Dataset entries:
use std::{
    iter::{Enumerate, Peekable},
    str::Chars,
};

/// Grammar text tokenizer.
pub(super) struct Tokenizer<'a> {
    /// Iterator over the characters in the input (as defined in the rust `char`
    /// type), along with their position in the input.
    iter: Peekable<Enumerate<Chars<'a>>>,
    /// Amount of characters in the input.
    len: usize,
}

/// Grammar text token.
#[derive(Debug, Clone, PartialEq, Eq)]
pub(super) struct Token {
    pub(super) kind: TokenKind,
    /// Start and end position of the token in the input text. The end position
    /// is one further than the end of the current token.
    pub(super) pos: (usize, usize),
}

impl Token {
    /// Creates a new [`Token`].
    pub(super) fn new(kind: TokenKind, pos: (usize, usize)) -> Self {
        Self { kind, pos }
    }
}

/// Grammar text token kind.
#[derive(Debug, Clone, PartialEq, Eq)]
pub(super) enum TokenKind {
    /// An uppercase ASCII letter, or a name between angle brackets
    /// (e.g., `<expr>`).
    Nonterminal(String),
    /// Any other character. A backslash makes the next character a terminal.
    Terminal(char),
    /// `->`
    Arrow,
    /// `|`
    Vertical,
    /// End of a line. Consecutive line ends are folded.
    Newline,
    Invalid,
}

impl Iterator for Tokenizer<'_> {
    type Item = Token;

    fn next(&mut self) -> Option<Self::Item> {
        self.skip_blanks();

        let (start, ch) = self.iter.next()?;
        let kind = match ch {
            '\n' => {
                while matches!(self.iter.peek(), Some((_, c)) if c.is_whitespace()) {
                    self.iter.next();
                }
                TokenKind::Newline
            }
            '-' if matches!(self.iter.peek(), Some((_, '>'))) => {
                self.iter.next();
                TokenKind::Arrow
            }
            '|' => TokenKind::Vertical,
            '<' => self.handle_bracketed_name(),
            '\\' => self.handle_escape(),
            'A'..='Z' => TokenKind::Nonterminal(ch.to_string()),

            a => TokenKind::Terminal(a),
        };

        Some(Token::new(kind, (start, self.get_token_end_cursor_pos())))
    }
}

impl<'a> Tokenizer<'a> {
    /// Creates a new tokenizer.
    pub(super) fn new(input: &'a str) -> Self {
        Self {
            iter: input.chars().enumerate().peekable(),
            len: input.chars().count(),
        }
    }

    /// Skips whitespace other than line ends, and `#` comments up to the end
    /// of the line.
    fn skip_blanks(&mut self) {
        while let Some(&(_, ch)) = self.iter.peek() {
            match ch {
                '\n' => return,
                '#' => {
                    while matches!(self.iter.peek(), Some((_, c)) if *c != '\n') {
                        self.iter.next();
                    }
                }
                c if c.is_whitespace() => {
                    self.iter.next();
                }
                _ => return,
            }
        }
    }

    fn handle_bracketed_name(&mut self) -> TokenKind {
        let mut name = String::new();

        for (_, ch) in self.iter.by_ref() {
            match ch {
                '>' if !name.is_empty() => return TokenKind::Nonterminal(name),
                '>' | '<' | '\n' => return TokenKind::Invalid,
                c => name.push(c),
            }
        }

        // the input ended inside the brackets
        TokenKind::Invalid
    }

    fn handle_escape(&mut self) -> TokenKind {
        match self.iter.next() {
            Some((_, 'n')) => TokenKind::Terminal('\n'),
            Some((_, 't')) => TokenKind::Terminal('\t'),
            Some((_, 's')) => TokenKind::Terminal(' '),
            Some((_, ch)) if ch != '\n' => TokenKind::Terminal(ch),
            // The last character of the input (or line) was a '\'.
            _ => TokenKind::Invalid,
        }
    }

    /// Returns the end position of the current token.
    ///
    /// Note: The end position points one beyond the last character of the
    /// token.
    fn get_token_end_cursor_pos(&mut self) -> usize {
        match self.iter.peek() {
            Some((cursor_pos, _)) => *cursor_pos,
            None => self.len,
        }
    }
}
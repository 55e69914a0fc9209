use backparse_grammar::TextGrammar;


/// Right-recursive expression grammar, usable top-down.
const RIGHT_RECURSIVE: &str = "E -> T+E | T\nT -> F*T | F\nF -> a";

/// Left-recursive expression grammar, usable bottom-up.
const LEFT_RECURSIVE: &str = "E -> E+T | T\nT -> T*F | F\nF -> a";

fn grammar(source: &str) -> TextGrammar {
    source.parse().expect("grammar should parse")
}
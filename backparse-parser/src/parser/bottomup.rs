use std::{fmt::Display, io};

use backparse_grammar::{Grammar, Production, Symbol};

use super::{
    config::{Configuration, Mode},
    error::{ParseError, ParseResult},
    input::Input,
    trace::Tracer,
    traits::GrammarSymbol,
    validate::{check_bottomup, ReductionIndex, ValidationError},
};

/// Backtrack point of the bottom-up parser.
#[derive(Debug, Clone, PartialEq, Eq)]
enum Point<'g, V, T> {
    Shift,
    Reduce(&'g Production<V, T>),
}

impl<V, T> Display for Point<'_, V, T> {
    fn fmt(&self, f: &mut std::fmt::Formatter<'_>) -> std::fmt::Result {
        match self {
            Point::Shift => write!(f, "s"),
            Point::Reduce(production) => write!(f, "{}", production.index()),
        }
    }
}

type Config<'g, V, T> = Configuration<Point<'g, V, T>, Symbol<V, T>>;

impl<V: Display, T: Display> Display for Config<'_, V, T> {
    fn fmt(&self, f: &mut std::fmt::Formatter<'_>) -> std::fmt::Result {
        write!(f, "({}, {}, $", self.mode, self.cursor)?;
        for symbol in self.symbols.iter() {
            write!(f, "{}", symbol)?;
        }

        write!(f, ", ")?;

        if self.history.is_empty() {
            write!(f, "e")?;
        }
        for point in self.history.iter().rev() {
            write!(f, "{}", point)?;
        }

        write!(f, ")")
    }
}

/// Replaces the body of `production` on top of `stack` by its head.
fn reduce<V: Clone, T>(stack: &mut Vec<Symbol<V, T>>, production: &Production<V, T>) {
    let len = stack.len().saturating_sub(production.body().len());
    stack.truncate(len);
    stack.push(Symbol::Nonterminal(production.head().clone()));
}

/// Bottom-up backtracking parser.
///
/// Shifts input terminals onto a stack and reduces production bodies found on
/// top of it, preferring reductions over shifts and lower production indices
/// over higher ones. The result is the reverse of the reduction sequence of the
/// first successful run: the productions of a rightmost derivation in the order
/// they are applied.
#[derive(Debug)]
pub struct BottomUp<'g, V, T> {
    grammar: &'g Grammar<V, T>,
    start: &'g V,
    reductions: ReductionIndex<'g, V, T>,
}

impl<'g, V, T> BottomUp<'g, V, T>
where
    V: GrammarSymbol,
    T: GrammarSymbol,
{
    /// Creates a parser for `grammar`.
    ///
    /// # Fails
    ///
    /// When the grammar is empty, its start nonterminal has no productions, or
    /// it has an epsilon production or a cycle of unit productions.
    pub fn new(grammar: &'g Grammar<V, T>) -> Result<Self, ValidationError> {
        let start = check_bottomup(grammar)?;

        Ok(Self {
            grammar,
            start,
            reductions: ReductionIndex::new(grammar),
        })
    }

    /// Parses `input` and returns the indices of the productions of a
    /// rightmost derivation, in the order they are applied.
    pub fn parse<I>(&self, input: I) -> ParseResult<Vec<usize>>
    where
        I: IntoIterator<Item = Symbol<V, T>>,
    {
        self.run(input, Tracer::disabled())
    }

    /// Same as [`BottomUp::parse`], writing every configuration the parser
    /// passes through to `sink`.
    pub fn parse_traced<I, W>(&self, input: I, sink: W) -> ParseResult<Vec<usize>>
    where
        I: IntoIterator<Item = Symbol<V, T>>,
        W: io::Write,
    {
        self.run(input, Tracer::new(sink))
    }

    fn run<I, W>(&self, input: I, mut tracer: Tracer<W>) -> ParseResult<Vec<usize>>
    where
        I: IntoIterator<Item = Symbol<V, T>>,
        W: io::Write,
    {
        tracing::debug!(start = %self.start, "starting bottom-up parse");

        let mut input = Input::new(self.grammar, input.into_iter());
        let mut config = Config::new(Vec::new());
        tracer.emit(&config)?;

        while config.mode != Mode::Terminated {
            config = match config.mode {
                Mode::Backtracking => self.backtrack(config, &mut input)?,
                _ => self.query(config, &mut input)?,
            };
            tracer.emit(&config)?;
        }

        let derivation: Vec<usize> = config
            .history
            .iter()
            .rev()
            .filter_map(|point| match point {
                Point::Reduce(production) => Some(production.index()),
                Point::Shift => None,
            })
            .collect();

        tracing::debug!(?derivation, "bottom-up parse accepted");

        Ok(derivation)
    }

    fn query<I>(
        &self,
        mut config: Config<'g, V, T>,
        input: &mut Input<'g, I, V, T>,
    ) -> ParseResult<Config<'g, V, T>>
    where
        I: Iterator<Item = Symbol<V, T>>,
    {
        let at_start = matches!(
            config.symbols.as_slice(),
            [Symbol::Nonterminal(v)] if v == self.start
        );
        if at_start && input.get(config.cursor)?.is_none() {
            config.mode = Mode::Terminated;
            return Ok(config);
        }

        if let Some(production) = self.reductions.next_reduction(&config.symbols, 0) {
            reduce(&mut config.symbols, production);
            config.history.push(Point::Reduce(production));
            return Ok(config);
        }

        match input.get(config.cursor)? {
            Some(terminal) => {
                config.symbols.push(Symbol::Terminal(terminal.clone()));
                config.cursor += 1;
                config.history.push(Point::Shift);
            }
            None => config.mode = Mode::Backtracking,
        }

        Ok(config)
    }

    fn backtrack<I>(
        &self,
        mut config: Config<'g, V, T>,
        input: &mut Input<'g, I, V, T>,
    ) -> ParseResult<Config<'g, V, T>>
    where
        I: Iterator<Item = Symbol<V, T>>,
    {
        let Some(point) = config.history.pop() else {
            tracing::debug!("bottom-up parse exhausted all alternatives");
            return Err(ParseError::NoDerivation);
        };

        let Point::Reduce(production) = point else {
            config.symbols.pop();
            config.cursor -= 1;
            return Ok(config);
        };

        config.symbols.pop();
        config.symbols.extend(production.body().iter().cloned());

        if let Some(next) = self
            .reductions
            .next_reduction(&config.symbols, production.index())
        {
            reduce(&mut config.symbols, next);
            config.history.push(Point::Reduce(next));
            config.mode = Mode::Querying;
        } else if let Some(terminal) = input.get(config.cursor)? {
            config.symbols.push(Symbol::Terminal(terminal.clone()));
            config.cursor += 1;
            config.history.push(Point::Shift);
            config.mode = Mode::Querying;
        }

        Ok(config)
    }
}

#[cfg(test)]
mod tests {
    use std::io;

    use backparse_grammar::{terminals, TextGrammar};

    use super::BottomUp;
    use crate::{ErrorKind, ParseError, ValidationError};

    fn grammar(source: &str) -> TextGrammar {
        source.parse().expect("grammar should parse")
    }

    #[test]
    fn single_terminal() {
        let grammar = grammar("S -> a");
        let parser = BottomUp::new(&grammar).expect("grammar is valid");
        let mut out = Vec::new();

        assert_eq!(
            parser.parse_traced(terminals("a"), &mut out).ok(),
            Some(vec![1])
        );
        assert_eq!(
            String::from_utf8_lossy(&out),
            "(q, 1, $, e)\n|- (q, 2, $a, s)\n|- (q, 2, $S, 1s)\n|- (t, 2, $S, 1s)\n"
        );
    }

    #[test]
    fn empty_input() {
        let grammar = grammar("S -> a");
        let parser = BottomUp::new(&grammar).expect("grammar is valid");
        let mut out = Vec::new();

        assert_eq!(
            parser
                .parse_traced(terminals(""), &mut out)
                .map_err(|e| e.kind()),
            Err(ErrorKind::Parse)
        );
        assert_eq!(String::from_utf8_lossy(&out), "(q, 1, $, e)\n|- (b, 1, $, e)\n");
    }

    #[test]
    fn shift_instead_of_reduce() {
        // reducing `b` by `B -> b` right away leads nowhere
        let grammar = grammar("S -> abc\nB -> b");
        let parser = BottomUp::new(&grammar).expect("grammar is valid");

        assert_eq!(parser.parse(terminals("abc")).ok(), Some(vec![1]));
    }

    #[test]
    fn later_reductions_are_tried() {
        let grammar = grammar("S -> Ab | Bc\nA -> a\nB -> a");
        let parser = BottomUp::new(&grammar).expect("grammar is valid");

        assert_eq!(parser.parse(terminals("ab")).ok(), Some(vec![1, 3]));
        assert_eq!(parser.parse(terminals("ac")).ok(), Some(vec![2, 4]));
    }

    #[test]
    fn accepts_left_recursion() {
        let grammar = grammar("A -> Aa | a");
        let parser = BottomUp::new(&grammar).expect("grammar is valid");

        assert_eq!(parser.parse(terminals("aaa")).ok(), Some(vec![1, 1, 2]));
    }

    #[test]
    fn rejects_epsilon_and_unit_cycles() {
        assert_eq!(
            BottomUp::new(&grammar("A ->")).map(|_| ()),
            Err(ValidationError::Epsilon(1))
        );
        assert!(matches!(
            BottomUp::new(&grammar("A -> B | a\nB -> A")),
            Err(ValidationError::UnitCycle(_))
        ));
    }

    struct BrokenSink;

    impl io::Write for BrokenSink {
        fn write(&mut self, _buf: &[u8]) -> io::Result<usize> {
            Err(io::Error::new(io::ErrorKind::BrokenPipe, "closed"))
        }

        fn flush(&mut self) -> io::Result<()> {
            Ok(())
        }
    }

    #[test]
    fn sink_failure_aborts_the_parse() {
        let grammar = grammar("E -> E+T | T\nT -> a");
        let parser = BottomUp::new(&grammar).expect("grammar is valid");

        let result = parser.parse_traced(terminals("a+a"), BrokenSink);

        assert!(matches!(result, Err(ParseError::Trace(_))));
        assert_eq!(result.map_err(|e| e.kind()), Err(ErrorKind::Trace));
        assert_eq!(parser.parse(terminals("a+a")).ok(), Some(vec![1, 3, 2, 3]));
    }
}
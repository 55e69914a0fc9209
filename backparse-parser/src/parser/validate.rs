//! Static checks run once per grammar before a parser is constructed.

use std::{collections::HashMap, hash::Hash};

use backparse_grammar::{Grammar, Production, Symbol};

use super::traits::GrammarSymbol;

/// Reason a grammar cannot be parsed with a backtracking parser.
#[derive(Debug, Clone, PartialEq, Eq, thiserror::Error)]
pub enum ValidationError {
    #[error("grammar has no productions")]
    Empty,
    #[error("start nonterminal `{0}` has no productions")]
    MissingStart(String),
    /// Rejected by the bottom-up parser only.
    #[error("production {0} has an empty right-hand side")]
    Epsilon(usize),
    /// Rejected by the bottom-up parser only.
    #[error("unit productions form a cycle: {}", .0.join(" -> "))]
    UnitCycle(Vec<String>),
    /// Rejected by the top-down parser only.
    #[error("grammar is left-recursive: {}", .0.join(" -> "))]
    LeftRecursion(Vec<String>),
}

/// Checks shared by both parsers. Returns the start nonterminal.
///
/// Nonterminals used in a body but without productions of their own are
/// allowed: they derive nothing, so the parsers simply never complete them.
fn check_common<V, T>(grammar: &Grammar<V, T>) -> Result<&V, ValidationError>
where
    V: GrammarSymbol,
{
    let start = match grammar.start() {
        Some(start) if !grammar.is_empty() => start,
        _ => return Err(ValidationError::Empty),
    };

    if !grammar.is_defined(start) {
        return Err(ValidationError::MissingStart(start.to_string()));
    }

    Ok(start)
}

/// Checks a grammar for the top-down parser: leftmost expansion of a
/// left-recursive nonterminal never consumes input, so left recursion is
/// rejected.
pub(super) fn check_topdown<V, T>(grammar: &Grammar<V, T>) -> Result<&V, ValidationError>
where
    V: GrammarSymbol,
{
    let start = check_common(grammar)?;
    let nullable = grammar.nullable();

    // edge `A -> B` when `B` can be the leftmost symbol of a sentential form of `A`
    let mut left_corners: HashMap<&V, Vec<&V>> = HashMap::new();
    for production in grammar.productions() {
        for symbol in production.body() {
            let Symbol::Nonterminal(v) = symbol else {
                break;
            };

            left_corners.entry(production.head()).or_default().push(v);

            if !nullable.contains(v) {
                break;
            }
        }
    }

    match find_cycle(grammar.iter_nonterminals(), &left_corners) {
        Some(cycle) => Err(ValidationError::LeftRecursion(render(cycle))),
        None => Ok(start),
    }
}

/// Checks a grammar for the bottom-up parser: epsilon productions and cycles of
/// unit productions both allow unbounded reductions without consuming input.
pub(super) fn check_bottomup<V, T>(grammar: &Grammar<V, T>) -> Result<&V, ValidationError>
where
    V: GrammarSymbol,
{
    let start = check_common(grammar)?;

    if let Some(production) = grammar.productions().iter().find(|p| p.is_epsilon()) {
        return Err(ValidationError::Epsilon(production.index()));
    }

    let mut units: HashMap<&V, Vec<&V>> = HashMap::new();
    for production in grammar.productions() {
        if let Some(target) = production.unit_target() {
            units.entry(production.head()).or_default().push(target);
        }
    }

    match find_cycle(grammar.iter_nonterminals(), &units) {
        Some(cycle) => Err(ValidationError::UnitCycle(render(cycle))),
        None => Ok(start),
    }
}

fn render<V: GrammarSymbol>(cycle: Vec<&V>) -> Vec<String> {
    cycle.into_iter().map(ToString::to_string).collect()
}

#[derive(Clone, Copy, PartialEq, Eq)]
enum Mark {
    /// On the current search path.
    Active,
    /// Fully explored, not part of a cycle.
    Done,
}

/// Depth-first search for a cycle, starting from `nodes` in the given order.
/// The returned cycle starts and ends with the same node.
fn find_cycle<'a, V>(
    nodes: impl IntoIterator<Item = &'a V>,
    edges: &HashMap<&'a V, Vec<&'a V>>,
) -> Option<Vec<&'a V>>
where
    V: Eq + Hash,
{
    let mut marks: HashMap<&V, Mark> = HashMap::new();

    for root in nodes {
        if marks.contains_key(root) {
            continue;
        }

        marks.insert(root, Mark::Active);
        // nodes on the current path along with the next edge to follow
        let mut path = vec![(root, 0)];

        while let Some(&(node, next)) = path.last() {
            let successors = edges.get(node).map(Vec::as_slice).unwrap_or_default();

            let Some(&successor) = successors.get(next) else {
                marks.insert(node, Mark::Done);
                path.pop();
                continue;
            };

            if let Some(last) = path.last_mut() {
                last.1 += 1;
            }

            match marks.get(successor) {
                Some(Mark::Active) => {
                    let begin = path
                        .iter()
                        .position(|&(n, _)| n == successor)
                        .unwrap_or_default();
                    let mut cycle = path[begin..].iter().map(|&(n, _)| n).collect::<Vec<_>>();
                    cycle.push(successor);
                    return Some(cycle);
                }
                Some(Mark::Done) => {}
                None => {
                    marks.insert(successor, Mark::Active);
                    path.push((successor, 0));
                }
            }
        }
    }

    None
}

/// Productions grouped by the last symbol of their body, each group in
/// ascending index order. The bottom-up parser uses it to find reductions
/// without scanning the whole grammar.
#[derive(Debug)]
pub(super) struct ReductionIndex<'g, V, T> {
    by_last: HashMap<&'g Symbol<V, T>, Vec<&'g Production<V, T>>>,
}

impl<'g, V, T> ReductionIndex<'g, V, T>
where
    V: GrammarSymbol,
    T: GrammarSymbol,
{
    pub(super) fn new(grammar: &'g Grammar<V, T>) -> Self {
        let mut by_last: HashMap<_, Vec<_>> = HashMap::new();

        for production in grammar.productions() {
            if let Some(last) = production.body().last() {
                by_last.entry(last).or_default().push(production);
            }
        }

        Self { by_last }
    }

    /// Returns the lowest-indexed production with an index greater than
    /// `after` whose body is a suffix of `stack`.
    pub(super) fn next_reduction(
        &self,
        stack: &[Symbol<V, T>],
        after: usize,
    ) -> Option<&'g Production<V, T>> {
        self.by_last
            .get(stack.last()?)?
            .iter()
            .copied()
            .filter(|p| p.index() > after)
            .find(|p| stack.ends_with(p.body()))
    }
}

YOUR INSTRUCTIONS: Gather all lines from the records above in which "Invalid" appears.

TASK OUTPUT:
    Invalid,
                '>' | '<' | '\n' => return TokenKind::Invalid,
        TokenKind::Invalid
            _ => TokenKind::Invalid,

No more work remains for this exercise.